Al fin llegó el primer día de clases y yo estaba impecable, aunque el uniforme aquel me parecía medio ridículo. El pantalón era de color azul petróleo; la camisa, mangas cortas, de color beige; cinto, medias y mocasines negros. Tampoco estaba muy cómodo porque no le había pillado todavía el truco de ponerle goma a la suela de los zapatos, así que, como en los primeros tiempos de la estancia, andaba caminando sin mucho agarre al suelo, como en puntas de pie. Apenas me había saludado con algunos de los chicos cuando sonó el timbre y nos indicaron que debíamos formar.

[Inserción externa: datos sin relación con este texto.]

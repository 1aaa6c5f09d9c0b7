//! Course and term data structures.

use std::collections::BTreeSet;
use std::fmt;
use std::str::FromStr;

use serde::{Deserialize, Serialize};

use crate::error::AppError;
use crate::models::Outline;
use crate::schedule::ScheduleEntry;

/// Academic semester within a year.
#[derive(Debug, Clone, Copy, PartialEq, Eq, Hash, Serialize, Deserialize)]
pub enum Semester {
    #[serde(rename = "1")]
    First,
    #[serde(rename = "2")]
    Second,
    #[serde(rename = "X")]
    Summer,
}

impl Semester {
    /// Code used by the remote service (`1`, `2`, or `X`).
    pub fn code(&self) -> &'static str {
        match self {
            Semester::First => "1",
            Semester::Second => "2",
            Semester::Summer => "X",
        }
    }
}

impl FromStr for Semester {
    type Err = AppError;

    fn from_str(s: &str) -> Result<Self, Self::Err> {
        match s {
            "1" => Ok(Semester::First),
            "2" => Ok(Semester::Second),
            "X" | "x" => Ok(Semester::Summer),
            other => Err(AppError::validation(format!(
                "invalid semester '{other}' (expected 1, 2, or X)"
            ))),
        }
    }
}

/// One academic term, e.g. `114-1`.
#[derive(Debug, Clone, Copy, PartialEq, Eq, Hash, Serialize, Deserialize)]
pub struct Term {
    pub year: u16,
    pub semester: Semester,
}

impl Term {
    pub fn new(year: u16, semester: Semester) -> Self {
        Self { year, semester }
    }
}

impl fmt::Display for Term {
    fn fmt(&self, f: &mut fmt::Formatter<'_>) -> fmt::Result {
        write!(f, "{}-{}", self.year, self.semester.code())
    }
}

impl FromStr for Term {
    type Err = AppError;

    fn from_str(s: &str) -> Result<Self, Self::Err> {
        let (year, sem) = s
            .split_once('-')
            .ok_or_else(|| AppError::validation(format!("invalid term '{s}' (expected e.g. 114-1)")))?;
        let year = year
            .parse::<u16>()
            .map_err(|_| AppError::validation(format!("invalid term year in '{s}'")))?;
        Ok(Term::new(year, sem.parse()?))
    }
}

/// Enrollment headcount for a course.
#[derive(Debug, Clone, Copy, Default, PartialEq, Eq, Serialize, Deserialize)]
pub struct Enrollment {
    pub limit: u32,
    pub current: u32,
}

/// A course discovered in a term's listings.
///
/// Created during discovery, mutated once when an outline is attached, never
/// deleted within a run.
#[derive(Debug, Clone, Serialize, Deserialize)]
pub struct Course {
    /// Identifier assigned by the remote service, unique within a term.
    pub id: String,
    pub name: String,
    pub teacher: String,
    pub credit: f64,
    pub hours: f64,
    #[serde(rename = "type")]
    pub course_type: String,
    pub enrollment: Enrollment,
    #[serde(default)]
    pub schedule: Vec<ScheduleEntry>,
    pub english_taught: bool,
    #[serde(default)]
    pub tags: BTreeSet<String>,
    /// Schedule source string exactly as the service sent it.
    pub raw_schedule: String,
    #[serde(default, skip_serializing_if = "Option::is_none")]
    pub outline: Option<Outline>,
}

impl Course {
    pub fn has_outline(&self) -> bool {
        self.outline.is_some()
    }
}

Cada curso hacía una columna de dos filas (valga la broma de la expresión) y, como en la escuela, la cosa iba de menor a mayor. Como en la escuela, al ser el de menor estatura quedé nomás al frente de la compañía casi inmediatamente, mientras los demás pibes se iban acomodando. Formamos en el patio, ocupando parte de las canchas de futsal y de voley de tal modo que el edificio de las aulas, de tres pisos, nos quedaba en frente y, detrás, el resto de las canchas, y más atrás, la gradería y la cancha de fútbol de campo.
Yo estaba emocionado, que querés, iba a cantar el himno, tan sagrado, en colegio nuevo, y mironeaba bien quietito los preparativos, preguntándome si cómo sería la cuestión del sonido, si quiénes los que izarían la bandera, cuando como con visión periférica a mi izquierda le veo surgir a Cruz García, uno de los amorfos a quién jamás vi jugar un partido de nada, un tipo por lo menos cabeza y media más alto que yo. Me dice «mirá un poco el tercer piso», y yo, imbécil, levanto la vista para que el cuate me de un nambiro, pero, en la garganta.
No, no se me cruzaron los cables, se tensaron. Cuando bajé mi mirada Cruz García ya había caminado unos pasos, creyendo que yo me quedaría sin reaccionar por temor a alguna sanción. Cuando «me vio», entendió que tenía que correr, y corrió. Yo le seguí y, debo admitir, para ser un amorfo duró mucho, hasta el final de la fila. Me lacé y le tacleé. Cuando estuve sobre él comencé a descargar trompada tras trompada. Algunas acerté a partes de su cara, algunas a su cabeza, algunas a las baldosas de la cancha de futsal, yo no sentía nada, sólo ahogo.
En un momento algo diametral, una fuerza externa me sacó de ahí: Nériur, el Coordinador. 15 minutos después, Cruz García y yo estábamos en la biblioteca, castigados. Volví a casa, del primer día de clases, con una nota que decía que estaba suspendido por tres días, por conducta violenta, y que mis padres debían presentarse para hablar con el puto de mierda ese de Nériur. «Quién bien comienza está a mitad de camino», dicen que dijo alguien. Yo estaba seguro, entonces, que comencé mal. Pero, cuando al día siguiente, en la biblioteca accedí a «Mitología griega y romana», sonreí profundo, «callado».